- INSTRUCTIONS TO FOLLOW:
Determine which lines of the records include the word "AddSlot", and copy them.

[MATERIAL FOR THIS EXERCISE Boundary: Start]

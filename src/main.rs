use anyhow::{Context, Result};
use std::path::PathBuf;
use suryansh_site::{Config, Document, Page, Session};
use tracing::info;

const USAGE: &str = "usage: suryansh-site <page.json> [session.json] (or set SITE_PAGE / SITE_SESSION)";

#[tokio::main(flavor = "current_thread")]
async fn main() -> Result<()> {
    // Load .env file if present
    let _ = dotenvy::dotenv();

    // Logs go to stderr, the final page snapshot to stdout
    tracing_subscriber::fmt()
        .with_env_filter(
            tracing_subscriber::EnvFilter::from_default_env()
                .add_directive("suryansh_site=info".parse()?),
        )
        .with_writer(std::io::stderr)
        .init();

    let config = Config::from_env()?;

    let mut args = std::env::args().skip(1);
    let page_path: PathBuf = args
        .next()
        .or_else(|| std::env::var("SITE_PAGE").ok())
        .context(USAGE)?
        .into();
    let session_path: Option<PathBuf> = args
        .next()
        .or_else(|| std::env::var("SITE_SESSION").ok())
        .map(PathBuf::from);

    let document = Document::load(&page_path)
        .with_context(|| format!("Failed to load page {}", page_path.display()))?;
    let session = match &session_path {
        Some(path) => Session::load(path)
            .with_context(|| format!("Failed to load session {}", path.display()))?,
        None => Session::default(),
    };

    info!(
        "Loaded page {} (language {}, {} session steps)",
        page_path.display(),
        config.default_language,
        session.steps.len()
    );

    // Page timers are local tasks sharing the document, so the runtime is single-threaded
    let mut page = Page::init(document, config);
    session.replay(&mut page).await?;
    let snapshot = page.snapshot();

    println!(
        "{}",
        serde_json::to_string_pretty(&snapshot).context("Failed to serialize page snapshot")?
    );
    Ok(())
}
//! Availability manager.

use std::sync::Arc;

use async_trait::async_trait;
use chrono::{Duration, NaiveDate, NaiveDateTime, NaiveTime};
use common::{AvailabilitySlot, DayOfWeek, DoctorId, SlotId};
use store::{AvailabilityStore, EventSink};

use crate::appointment::AvailabilityPolicy;
use crate::command::CommandResult;
use crate::error::DomainError;
use crate::event::EventPublisher;

use super::{AddSlot, AvailabilityError, AvailabilityEvent, UpdateSlot, queries};

/// Result of an availability command.
pub type SlotResult<T> = Result<CommandResult<T, AvailabilityEvent>, DomainError>;

/// Service for managing doctor availability.
///
/// Maintains each doctor's recurring weekly slots and answers availability
/// queries over them. The store enforces the no-overlap invariant atomically;
/// the manager pre-checks it to fail early with a descriptive error.
pub struct AvailabilityManager<S: AvailabilityStore> {
    store: S,
    publisher: EventPublisher,
}

impl<S: AvailabilityStore> AvailabilityManager<S> {
    /// Creates a new manager over the given store, publishing to `sink`.
    pub fn new(store: S, sink: Arc<dyn EventSink>) -> Self {
        Self {
            store,
            publisher: EventPublisher::new(sink),
        }
    }

    /// Returns a reference to the underlying store.
    pub fn store(&self) -> &S {
        &self.store
    }

    /// Adds a recurring slot for a doctor.
    #[tracing::instrument(skip(self))]
    pub async fn add_slot(&self, cmd: AddSlot) -> SlotResult<AvailabilitySlot> {
        if cmd.doctor_id.is_nil() {
            return Err(AvailabilityError::DoctorIdRequired.into());
        }
        let slot = cmd.into_slot();
        ensure_valid_range(&slot)?;
        self.ensure_no_overlap(&slot).await?;

        let slot = self
            .store
            .insert(slot)
            .await
            .map_err(|e| record_conflict(e.into()))?;

        metrics::counter!("slots_created_total").increment(1);
        tracing::info!(slot_id = %slot.id, doctor_id = %slot.doctor_id, "Slot created");

        let event = AvailabilityEvent::SlotCreated {
            slot_id: slot.id,
            doctor_id: slot.doctor_id,
        };
        self.finish(slot, event).await
    }

    /// Changes the hours of an existing slot.
    ///
    /// The slot keeps its doctor and weekday.
    #[tracing::instrument(skip(self))]
    pub async fn update_slot(&self, id: SlotId, cmd: UpdateSlot) -> SlotResult<AvailabilitySlot> {
        let existing = self.get_slot(id).await?;
        let slot = AvailabilitySlot {
            start_time: cmd.start_time,
            end_time: cmd.end_time,
            ..existing
        };
        ensure_valid_range(&slot)?;
        self.ensure_no_overlap(&slot).await?;

        let slot = self
            .store
            .update(slot)
            .await
            .map_err(|e| record_conflict(e.into()))?;

        let event = AvailabilityEvent::SlotUpdated {
            slot_id: slot.id,
            doctor_id: slot.doctor_id,
        };
        self.finish(slot, event).await
    }

    /// Deletes a slot.
    #[tracing::instrument(skip(self))]
    pub async fn delete_slot(&self, id: SlotId) -> SlotResult<()> {
        self.store.delete(id).await?;
        self.finish((), AvailabilityEvent::SlotDeleted { slot_id: id })
            .await
    }

    /// Deletes every slot of a doctor in one atomic step.
    ///
    /// Returns the number of slots removed. Removing nothing still succeeds.
    #[tracing::instrument(skip(self))]
    pub async fn delete_all_for_doctor(&self, doctor_id: DoctorId) -> SlotResult<u64> {
        if doctor_id.is_nil() {
            return Err(AvailabilityError::DoctorIdRequired.into());
        }
        let removed = self.store.delete_all_for_doctor(doctor_id).await?;
        tracing::info!(%doctor_id, removed, "Deleted all slots for doctor");

        self.finish(removed, AvailabilityEvent::SlotsDeletedForDoctor { doctor_id })
            .await
    }

    /// Loads a slot by ID.
    #[tracing::instrument(skip(self))]
    pub async fn get_slot(&self, id: SlotId) -> Result<AvailabilitySlot, DomainError> {
        self.store
            .get(id)
            .await?
            .ok_or_else(|| DomainError::slot_not_found(id))
    }

    /// Lists every slot.
    pub async fn list_all(&self) -> Result<Vec<AvailabilitySlot>, DomainError> {
        Ok(self.store.list_all().await?)
    }

    /// Lists a doctor's slots, ordered by day then start time.
    pub async fn list_by_doctor(
        &self,
        doctor_id: DoctorId,
    ) -> Result<Vec<AvailabilitySlot>, DomainError> {
        Ok(self.store.list_by_doctor(doctor_id).await?)
    }

    /// Lists a doctor's slots on one weekday, ordered by start time.
    pub async fn list_by_doctor_and_day(
        &self,
        doctor_id: DoctorId,
        day: DayOfWeek,
    ) -> Result<Vec<AvailabilitySlot>, DomainError> {
        Ok(self.store.list_by_doctor_and_day(doctor_id, day).await?)
    }

    /// Finds the doctors with a slot on `date`'s weekday covering the window.
    ///
    /// With either bound missing, any slot on that weekday matches.
    #[tracing::instrument(skip(self))]
    pub async fn find_available_doctors(
        &self,
        date: NaiveDate,
        start_time: Option<NaiveTime>,
        end_time: Option<NaiveTime>,
    ) -> Result<Vec<DoctorId>, DomainError> {
        if let (Some(start), Some(end)) = (start_time, end_time)
            && start >= end
        {
            return Err(AvailabilityError::InvalidWindow { start, end }.into());
        }

        let slots = self.store.list_by_day(DayOfWeek::of(&date)).await?;
        Ok(queries::available_doctors(&slots, start_time, end_time))
    }

    /// Returns true if one of the doctor's slots is open at `at`.
    #[tracing::instrument(skip(self))]
    pub async fn is_available(
        &self,
        doctor_id: DoctorId,
        at: NaiveDateTime,
    ) -> Result<bool, DomainError> {
        let slots = self
            .store
            .list_by_doctor_and_day(doctor_id, DayOfWeek::of(&at))
            .await?;
        Ok(slots.iter().any(|slot| slot.is_open_at(at)))
    }

    /// Sums the doctor's slot durations over the distinct weekdays in
    /// `[from, to]`.
    #[tracing::instrument(skip(self))]
    pub async fn total_available_time(
        &self,
        doctor_id: DoctorId,
        from: NaiveDate,
        to: NaiveDate,
    ) -> Result<Duration, DomainError> {
        if from > to {
            return Err(AvailabilityError::InvalidDateRange { from, to }.into());
        }
        let slots = self.store.list_by_doctor(doctor_id).await?;
        Ok(queries::total_available_time(&slots, from, to))
    }

    /// Returns the doctor's slots with an occurrence inside `[start, end]`.
    #[tracing::instrument(skip(self))]
    pub async fn slots_in_interval(
        &self,
        doctor_id: DoctorId,
        start: NaiveDateTime,
        end: NaiveDateTime,
    ) -> Result<Vec<AvailabilitySlot>, DomainError> {
        if start > end {
            return Err(AvailabilityError::InvalidInterval { start, end }.into());
        }
        let slots = self.store.list_by_doctor(doctor_id).await?;
        Ok(queries::slots_in_interval(&slots, start, end))
    }

    async fn ensure_no_overlap(&self, slot: &AvailabilitySlot) -> Result<(), DomainError> {
        let siblings = self
            .store
            .list_by_doctor_and_day(slot.doctor_id, slot.day_of_week)
            .await?;

        if siblings.iter().any(|other| slot.conflicts_with(other)) {
            return Err(record_conflict(
                AvailabilityError::Overlap {
                    doctor_id: slot.doctor_id,
                    day: slot.day_of_week,
                }
                .into(),
            ));
        }
        Ok(())
    }

    async fn finish<T>(&self, value: T, event: AvailabilityEvent) -> SlotResult<T> {
        let result = CommandResult::new(value, event);
        self.publisher.publish(&result.events).await;
        Ok(result)
    }
}

#[async_trait]
impl<S: AvailabilityStore> AvailabilityPolicy for AvailabilityManager<S> {
    async fn is_available(
        &self,
        doctor_id: DoctorId,
        at: NaiveDateTime,
    ) -> Result<bool, DomainError> {
        AvailabilityManager::is_available(self, doctor_id, at).await
    }
}

fn ensure_valid_range(slot: &AvailabilitySlot) -> Result<(), DomainError> {
    if slot.has_valid_range() {
        Ok(())
    } else {
        Err(AvailabilityError::InvalidTimeRange {
            start: slot.start_time,
            end: slot.end_time,
        }
        .into())
    }
}

fn record_conflict(err: DomainError) -> DomainError {
    if let DomainError::Availability(AvailabilityError::Overlap { doctor_id, day }) = &err {
        metrics::counter!("slots_conflicts_total").increment(1);
        tracing::warn!(%doctor_id, %day, "Rejected overlapping slot");
    }
    err
}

[MATERIAL FOR THIS EXERCISE Boundary: End]

- OUTPUT FOR THIS EXERCISE:
use super::{AddSlot, AvailabilityError, AvailabilityEvent, UpdateSlot, queries};
    pub async fn add_slot(&self, cmd: AddSlot) -> SlotResult<AvailabilitySlot> {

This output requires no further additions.